>>>

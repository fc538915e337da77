//! Production step implementations.

use async_trait::async_trait;

use hot_topic_agent::TopicAgent;
use hot_topic_core::types::TopicQuery;

use crate::TopicGenerator;

#[async_trait]
impl TopicGenerator for TopicAgent {
    async fn generate(&self, query: &TopicQuery, run_id: &str) -> anyhow::Result<String> {
        TopicAgent::generate(self, query, run_id).await
    }
}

<<<

The answer must be a word-for-word transcription of every record above.

*SOLVED EXERCISE*
repository fc538915e337da77
//! Production step implementations.

use async_trait::async_trait;

use hot_topic_agent::TopicAgent;
use hot_topic_core::types::TopicQuery;

use crate::TopicGenerator;

#[async_trait]
impl TopicGenerator for TopicAgent {
    async fn generate(&self, query: &TopicQuery, run_id: &str) -> anyhow::Result<String> {
        TopicAgent::generate(self, query, run_id).await
    }
}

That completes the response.